Hay heridas que no sangran, pero se sienten más vivas que el propio cuerpo


Hay dolores que no dejan marcas visibles, pero que arden en silencio, día tras día. Heridas que nadie ve, pero que viven con nosotros, dentro de nosotros. No sangran, no se inflaman, no se enyesan. Pero ahí están: latiendo con cada pensamiento, con cada recuerdo que no se disuelve, con cada palabra no dicha.

El dolor emocional o psicológico, por su invisibilidad, suele ser el más incomprendido. Nos enseñan desde pequeños a limpiar una rodilla raspada, pero pocas veces se nos enseña qué hacer con el abandono, el rechazo, el fracaso o el duelo. Y entonces vamos acumulando esos pequeños cortes del alma, creyendo que si no se ven, no importan. Pero importan. Vaya si importan.

Una historia entre líneas

Lucía tenía treinta y seis años cuando se dio cuenta de que nunca había hablado en voz alta del abandono de su madre. Lo supo cuando su terapeuta le pidió que recordara una vez en la que se sintiera “completamente sola”. No respondió. Solo lloró. No fue una lágrima escandalosa, ni un grito. Fue ese llanto mudo que sale de las heridas antiguas. Las que no sanaron, solo fueron silenciadas.

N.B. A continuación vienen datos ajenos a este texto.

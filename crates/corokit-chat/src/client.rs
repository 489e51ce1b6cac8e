//! Chat client
//!
//! One socket, one epoll instance, one event per `update`. The client
//! owns its readiness source so the caller can either drive it with
//! blocking `update` calls or poll `get_descriptor()` for `get_events()`
//! from an outer loop and call `update(Some(Duration::ZERO))` when it
//! fires.
//!
//! Like the server, the client is generic over its `Poller` with
//! `EpollPoller` as the default.

use crate::buffer::GrowableBuffer;
use crate::config::ChatConfig;
use crate::epoll::EpollPoller;
use crate::error::{ChatError, ChatResult};
use crate::frame;
use crate::interest::Interest;
use crate::message::ChatMessage;
use crate::poller::{Event, Poller, Registration};
use crate::socket::{self, Socket};

use corokit_core::{kdebug, kerror};

use std::collections::VecDeque;
use std::io;
use std::net::{SocketAddr, SocketAddrV4, ToSocketAddrs};
use std::os::fd::{AsRawFd, RawFd};
use std::time::Duration;

const CLIENT_TOKEN: u64 = 0;

#[derive(Debug, Clone, Copy, PartialEq, Eq)]
pub enum ClientState {
    /// Never connected
    Idle,
    Connecting,
    Connected,
    /// Torn down after an error; `last_error` says why
    Closed,
}

pub struct ChatClient<P: Poller = EpollPoller> {
    config: ChatConfig,
    poller: P,
    socket: Option<Socket>,
    registration: Registration,
    state: ClientState,
    input: GrowableBuffer,
    output: GrowableBuffer,
    messages: VecDeque<ChatMessage>,
    last_error: Option<ChatError>,
    events: Vec<Event>,
    chunk: Vec<u8>,
}

/// Split `host:port` at the last colon
fn split_address(addr: &str) -> ChatResult<(&str, u16)> {
    let (host, port) = addr.rsplit_once(':').ok_or(ChatError::InvalidArgument)?;
    if host.is_empty() || port.is_empty() {
        return Err(ChatError::InvalidArgument);
    }
    let port = port.parse().map_err(|_| ChatError::InvalidArgument)?;
    Ok((host, port))
}

fn resolve_v4(host: &str, port: u16) -> ChatResult<Vec<SocketAddrV4>> {
    let addrs: Vec<SocketAddrV4> = (host, port)
        .to_socket_addrs()
        .map_err(|_| ChatError::NoAddr)?
        .filter_map(|addr| match addr {
            SocketAddr::V4(v4) => Some(v4),
            SocketAddr::V6(_) => None,
        })
        .collect();
    if addrs.is_empty() {
        return Err(ChatError::NoAddr);
    }
    Ok(addrs)
}

impl ChatClient {
    pub fn new() -> ChatResult<Self> {
        Self::with_config(ChatConfig::default())
    }

    pub fn with_config(config: ChatConfig) -> ChatResult<Self> {
        config.validate().map_err(|_| ChatError::InvalidArgument)?;
        let poller = EpollPoller::new(1)?;
        Ok(Self::from_parts(config, poller))
    }
}

impl<P: Poller + AsRawFd> ChatClient<P> {
    /// Descriptor to poll from an outer event loop
    pub fn get_descriptor(&self) -> RawFd {
        self.poller.as_raw_fd()
    }
}

impl<P: Poller> ChatClient<P> {
    /// Connect through `poller` instead of a fresh epoll instance
    pub fn with_poller(config: ChatConfig, poller: P) -> ChatResult<Self> {
        config.validate().map_err(|_| ChatError::InvalidArgument)?;
        Ok(Self::from_parts(config, poller))
    }

    fn from_parts(config: ChatConfig, poller: P) -> Self {
        ChatClient {
            poller,
            socket: None,
            registration: Registration::new(CLIENT_TOKEN),
            state: ClientState::Idle,
            input: GrowableBuffer::new(),
            output: GrowableBuffer::new(),
            messages: VecDeque::new(),
            last_error: None,
            events: Vec::with_capacity(1),
            chunk: vec![0; config.read_chunk],
            config,
        }
    }

    /// Start connecting to `host:port`
    ///
    /// Returns once the non-blocking connect is under way; `update`
    /// completes it. Addresses are tried in resolution order.
    pub fn connect(&mut self, addr: &str) -> ChatResult<()> {
        if matches!(self.state, ClientState::Connecting | ClientState::Connected) {
            return Err(ChatError::AlreadyStarted);
        }
        let (host, port) = split_address(addr)?;
        let candidates = resolve_v4(host, port)?;

        let mut last = ChatError::Sys(io::ErrorKind::NotConnected);
        for candidate in candidates {
            match self.try_connect(&candidate) {
                Ok(()) => {
                    self.last_error = None;
                    kdebug!("chat client: connecting to {}", candidate);
                    return Ok(());
                }
                Err(err) => {
                    kdebug!("chat client: connect to {} failed: {}", candidate, err);
                    last = err;
                }
            }
        }
        self.last_error = Some(last);
        Err(last)
    }

    fn try_connect(&mut self, addr: &SocketAddrV4) -> ChatResult<()> {
        let sock = Socket::stream().map_err(ChatError::from_errno)?;
        let connected = sock.connect(addr).map_err(ChatError::from_errno)?;
        let fd = sock.as_raw_fd();
        self.state = if connected {
            ClientState::Connected
        } else {
            ClientState::Connecting
        };
        self.registration = Registration::new(CLIENT_TOKEN);
        let wanted = self.wanted_interest();
        if let Err(err) = self.registration.update(&mut self.poller, fd, wanted) {
            self.state = ClientState::Idle;
            return Err(err);
        }
        self.socket = Some(sock);
        Ok(())
    }

    fn wanted_interest(&self) -> Interest {
        match self.state {
            ClientState::Connecting => Interest::OUTPUT,
            ClientState::Connected => Interest::INPUT.with_if(Interest::OUTPUT, self.output.has_pending()),
            ClientState::Idle | ClientState::Closed => Interest::NONE,
        }
    }

    fn not_running(&self) -> ChatError {
        self.last_error.unwrap_or(ChatError::NotStarted)
    }

    /// Wait up to `timeout` for one readiness event and handle it
    ///
    /// `Timeout` when nothing happened. Any other error has torn the
    /// connection down, and later calls keep returning it.
    pub fn update(&mut self, timeout: Option<Duration>) -> ChatResult<()> {
        if self.socket.is_none() {
            return Err(self.not_running());
        }
        let ready = match self.poller.wait(&mut self.events, timeout) {
            Ok(n) => n,
            Err(err) => return Err(self.teardown(err)),
        };
        if ready == 0 {
            return Err(ChatError::Timeout);
        }
        let event = self.events[0];
        match self.handle_event(event) {
            Ok(()) => Ok(()),
            Err(err) => Err(self.teardown(err)),
        }
    }

    fn handle_event(&mut self, event: Event) -> ChatResult<()> {
        let Some(sock) = self.socket.as_ref() else {
            return Err(self.not_running());
        };

        if self.state == ClientState::Connecting {
            if !(event.writable || event.error || event.hangup) {
                return Ok(());
            }
            if let Some(errno) = sock.take_error().map_err(ChatError::from_errno)? {
                return Err(ChatError::from_errno(errno));
            }
            if !event.writable {
                return Err(ChatError::Sys(io::ErrorKind::ConnectionRefused));
            }
            self.state = ClientState::Connected;
            kdebug!("chat client: connected");
        } else if event.error {
            let errno = sock.take_error().map_err(ChatError::from_errno)?;
            return Err(errno.map_or(ChatError::Sys(io::ErrorKind::Other), ChatError::from_errno));
        }

        if event.writable {
            socket::send_pending(sock, &mut self.output).map_err(ChatError::from_errno)?;
        }

        let mut eof = false;
        if event.readable || event.hangup {
            eof = socket::recv_all(sock, &mut self.chunk, &mut self.input)
                .map_err(ChatError::from_errno)?;
            for line in frame::split_lines(&mut self.input) {
                self.messages.push_back(ChatMessage::new(line, false));
            }
        }
        if eof || event.hangup {
            return Err(ChatError::Sys(io::ErrorKind::UnexpectedEof));
        }

        self.rearm()
    }

    fn rearm(&mut self) -> ChatResult<()> {
        let fd = match self.socket.as_ref() {
            Some(sock) => sock.as_raw_fd(),
            None => return Ok(()),
        };
        let wanted = self.wanted_interest();
        self.registration.update(&mut self.poller, fd, wanted).map(drop)
    }

    /// Close the connection, remembering `err` for later calls
    fn teardown(&mut self, err: ChatError) -> ChatError {
        match err {
            ChatError::Sys(io::ErrorKind::UnexpectedEof) => kdebug!("chat client: server closed the connection"),
            other => kerror!("chat client: connection failed: {}", other),
        }
        if let Some(sock) = self.socket.take() {
            let _ = self.registration.deregister(&mut self.poller, sock.as_raw_fd());
        }
        self.state = ClientState::Closed;
        self.input.clear();
        self.output.clear();
        self.last_error = Some(err);
        err
    }

    /// Queue `data` for sending; the bytes go out on later `update` calls
    pub fn feed(&mut self, data: &[u8]) -> ChatResult<()> {
        if data.is_empty() {
            return Err(ChatError::InvalidArgument);
        }
        if self.socket.is_none() {
            return Err(self.not_running());
        }
        self.output.append(data);
        if let Err(err) = self.rearm() {
            return Err(self.teardown(err));
        }
        Ok(())
    }

    /// Next received line, oldest first
    pub fn pop_next(&mut self) -> Option<ChatMessage> {
        self.messages.pop_front()
    }

    /// What the client is waiting for right now
    pub fn get_events(&self) -> Interest {
        self.wanted_interest()
    }

    pub fn state(&self) -> ClientState {
        self.state
    }

    pub fn is_connected(&self) -> bool {
        self.state == ClientState::Connected
    }

    pub fn last_error(&self) -> Option<ChatError> {
        self.last_error
    }

    /// Bytes fed but not yet accepted by the socket
    pub fn pending_output(&self) -> usize {
        self.output.pending().len()
    }

    pub fn config(&self) -> &ChatConfig {
        &self.config
    }

    pub fn poller(&self) -> &P {
        &self.poller
    }

    pub fn poller_mut(&mut self) -> &mut P {
        &mut self.poller
    }
}

impl<P: Poller> std::fmt::Debug for ChatClient<P> {
    fn fmt(&self, f: &mut std::fmt::Formatter<'_>) -> std::fmt::Result {
        f.debug_struct("ChatClient")
            .field("state", &self.state)
            .field("pending_output", &self.pending_output())
            .field("messages", &self.messages.len())
            .field("last_error", &self.last_error)
            .finish()
    }
}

Esa herida no sangraba, pero había moldeado su forma de amar, de relacionarse, de confiar. Había estado presente en cada vínculo, como una sombra callada. Como un animal que se agazapa en el pecho.

Lo que dicen los estudios

Según la Asociación Americana de Psicología (APA), el dolor emocional activa las mismas regiones del cerebro que el dolor físico. Específicamente, la corteza cingulada anterior y la ínsula anterior. Esto quiere decir que cuando alguien nos rompe el corazón, el cerebro lo procesa de manera similar a una fractura. La diferencia es que a la fractura la cuidamos, le damos tiempo, reposo y atención. A las otras, muchas veces, solo les damos silencio.

Preguntas para el lector

  • ¿Qué heridas llevas dentro que nunca has reconocido como tales?

  • ¿Hay un dolor que estás intentando esconder bajo la rutina o el orgullo?

  • ¿Y si ese silencio no fuera señal de fortaleza, sino de un dolor que necesita ser escuchado?

Acciones para comenzar a sanar

  1. Nombrar el dolor: Escribir lo que duele tiene un poder transformador. Darle nombre a lo que sentimos es el primer paso para liberar su poder sobre nosotros.

  2. Hablarlo con alguien: No todo necesita una solución inmediata, pero compartir lo que sentimos nos recuerda que no estamos solos en nuestra oscuridad.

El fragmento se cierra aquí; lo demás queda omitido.